Problem to solve -
The expected output is exactly the lines below, starting at the line with "a wall-clock timeout." and ending at the line with "Option<i32>, stderr: String", both included; no other line belongs in it.

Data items

BEGIN

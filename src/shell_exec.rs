//! Subprocess execution with a wall-clock timeout.
//!
//! Every external tool invocation goes through [`Cmd`]: one child process per
//! call, stdout/stderr captured on reader threads, and the child killed if it
//! outlives its timeout. No retries happen here.

use std::io::Read;
use std::path::PathBuf;
use std::process::{Command, Stdio};
use std::sync::OnceLock;
use std::time::{Duration, Instant};

use wait_timeout::ChildExt;

/// Monotonic epoch for trace timestamps.
static TRACE_EPOCH: OnceLock<Instant> = OnceLock::new();

fn trace_epoch() -> &'static Instant {
    TRACE_EPOCH.get_or_init(Instant::now)
}

/// Timeout applied when the caller does not set one.
pub const DEFAULT_TIMEOUT: Duration = Duration::from_secs(5);

/// Failure of a single external tool invocation.
#[derive(Debug, Clone, PartialEq, Eq)]
pub enum CommandError {
    /// The executable could not be located on `PATH`.
    ToolNotFound { program: String },
    /// The process exited unsuccessfully. Stdout is discarded.
    NonZeroExit { code: Option<i32>, stderr: String },
    /// The process outlived its timeout and was killed.
    Timeout { after: Duration },
    /// Spawning or waiting failed for another reason (missing working
    /// directory, permission denied, ...).
    Io { message: String },
}

impl std::fmt::Display for CommandError {
    fn fmt(&self, f: &mut std::fmt::Formatter<'_>) -> std::fmt::Result {
        match self {
            CommandError::ToolNotFound { program } => write!(f, "{program}: command not found"),
            CommandError::NonZeroExit { code, stderr } => {
                match code {
                    Some(code) => write!(f, "exit status {code}")?,
                    None => write!(f, "terminated by signal")?,
                }
                let stderr = stderr.trim();
                if !stderr.is_empty() {
                    write!(f, ": {stderr}")?;
                }
                Ok(())
            }
            CommandError::Timeout { after } => write!(f, "timed out after {}s", after.as_secs()),
            CommandError::Io { message } => write!(f, "{message}"),
        }
    }
}

impl std::error::Error for CommandError {}

/// Builder for a single external command.
///
/// ```ignore
/// let stdout = Cmd::new("git")
///     .args(["status", "--porcelain"])
///     .current_dir(&checkout)
///     .context("team/api")
///     .timeout(Duration::from_secs(5))
///     .run()?;
/// ```
#[derive(Debug, Clone)]
pub struct Cmd {
    program: String,
    args: Vec<String>,
    current_dir: Option<PathBuf>,
    context: Option<String>,
    timeout: Duration,
    envs: Vec<(String, String)>,
}

impl Cmd {
    pub fn new(program: impl Into<String>) -> Self {
        Self {
            program: program.into(),
            args: Vec::new(),
            current_dir: None,
            context: None,
            timeout: DEFAULT_TIMEOUT,
            envs: Vec::new(),
        }
    }

    pub fn arg(mut self, arg: impl Into<String>) -> Self {
        self.args.push(arg.into());
        self
    }

    pub fn args<I, S>(mut self, args: I) -> Self
    where
        I: IntoIterator<Item = S>,
        S: Into<String>,
    {
        self.args.extend(args.into_iter().map(Into::into));
        self
    }

    pub fn current_dir(mut self, dir: impl Into<PathBuf>) -> Self {
        self.current_dir = Some(dir.into());
        self
    }

    /// Set the logging context (typically the checkout's relative path).
    pub fn context(mut self, ctx: impl Into<String>) -> Self {
        self.context = Some(ctx.into());
        self
    }

    pub fn timeout(mut self, duration: Duration) -> Self {
        self.timeout = duration;
        self
    }

    pub fn env(mut self, key: impl Into<String>, val: impl Into<String>) -> Self {
        self.envs.push((key.into(), val.into()));
        self
    }

    fn display(&self) -> String {
        if self.args.is_empty() {
            self.program.clone()
        } else {
            format!("{} {}", self.program, self.args.join(" "))
        }
    }

    /// Run the command and return its stdout with trailing whitespace removed.
    ///
    /// Leading whitespace is kept: porcelain listings put a status column
    /// there.
    pub fn run(self) -> Result<String, CommandError> {
        let cmd_str = self.display();
        match &self.context {
            Some(ctx) => log::debug!("$ {} [{}]", cmd_str, ctx),
            None => log::debug!("$ {}", cmd_str),
        }

        let t0 = Instant::now();
        let ts = t0.duration_since(*trace_epoch()).as_micros() as u64;
        let result = self.execute();
        let dur_us = t0.elapsed().as_micros() as u64;

        match &result {
            Ok(_) => log::debug!(
                "[trace] ts={} cmd=\"{}\" dur_us={} ok=true",
                ts,
                cmd_str,
                dur_us
            ),
            Err(e) => log::debug!(
                "[trace] ts={} cmd=\"{}\" dur_us={} err=\"{}\"",
                ts,
                cmd_str,
                dur_us,
                e
            ),
        }

        result
    }

    fn execute(self) -> Result<String, CommandError> {
        let mut cmd = Command::new(&self.program);
        cmd.args(&self.args);

        if let Some(ref dir) = self.current_dir {
            // A missing working directory also surfaces as NotFound from
            // spawn(); report it separately from a missing executable.
            if !dir.is_dir() {
                return Err(CommandError::Io {
                    message: format!("working directory does not exist: {}", dir.display()),
                });
            }
            cmd.current_dir(dir);
        }
        for (key, val) in &self.envs {
            cmd.env(key, val);
        }

        let mut child = cmd
            .stdin(Stdio::null())
            .stdout(Stdio::piped())
            .stderr(Stdio::piped())
            .spawn()
            .map_err(|e| match e.kind() {
                std::io::ErrorKind::NotFound => CommandError::ToolNotFound {
                    program: self.program.clone(),
                },
                _ => CommandError::Io {
                    message: format!("failed to spawn {}: {e}", self.program),
                },
            })?;

        // Drain both pipes on their own threads so a chatty child cannot
        // block on a full pipe while we wait on it.
        let mut stdout_handle = child.stdout.take();
        let mut stderr_handle = child.stderr.take();
        let stdout_thread = std::thread::spawn(move || {
            let mut buf = Vec::new();
            if let Some(ref mut handle) = stdout_handle {
                let _ = handle.read_to_end(&mut buf);
            }
            buf
        });
        let stderr_thread = std::thread::spawn(move || {
            let mut buf = Vec::new();
            if let Some(ref mut handle) = stderr_handle {
                let _ = handle.read_to_end(&mut buf);
            }
            buf
        });

        let waited = child.wait_timeout(self.timeout);
        let status = match waited {
            Ok(Some(status)) => status,
            // Reader threads are left to finish on their own: a grandchild
            // may still hold the pipes open.
            Ok(None) => {
                let _ = child.kill();
                let _ = child.wait();
                return Err(CommandError::Timeout {
                    after: self.timeout,
                });
            }
            Err(e) => {
                let _ = child.kill();
                let _ = child.wait();
                return Err(CommandError::Io {
                    message: format!("failed to wait for {}: {e}", self.program),
                });
            }
        };

        let stdout = stdout_thread.join().unwrap_or_default();
        let stderr = stderr_thread.join().unwrap_or_default();

        if !status.success() {
            return Err(CommandError::NonZeroExit {
                code: status.code(),
                stderr: String::from_utf8_lossy(&stderr).trim_end().to_string(),
            });
        }

        Ok(String::from_utf8_lossy(&stdout).trim_end().to_string())
    }
}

END

Task output -
//! Subprocess execution with a wall-clock timeout.
//!
//! Every external tool invocation goes through [`Cmd`]: one child process per
//! call, stdout/stderr captured on reader threads, and the child killed if it
//! outlives its timeout. No retries happen here.

use std::io::Read;
use std::path::PathBuf;
use std::process::{Command, Stdio};
use std::sync::OnceLock;
use std::time::{Duration, Instant};

use wait_timeout::ChildExt;

/// Monotonic epoch for trace timestamps.
static TRACE_EPOCH: OnceLock<Instant> = OnceLock::new();

fn trace_epoch() -> &'static Instant {
    TRACE_EPOCH.get_or_init(Instant::now)
}

/// Timeout applied when the caller does not set one.
pub const DEFAULT_TIMEOUT: Duration = Duration::from_secs(5);

/// Failure of a single external tool invocation.
#[derive(Debug, Clone, PartialEq, Eq)]
pub enum CommandError {
    /// The executable could not be located on `PATH`.
    ToolNotFound { program: String },
    /// The process exited unsuccessfully. Stdout is discarded.
    NonZeroExit { code: Option<i32>, stderr: String },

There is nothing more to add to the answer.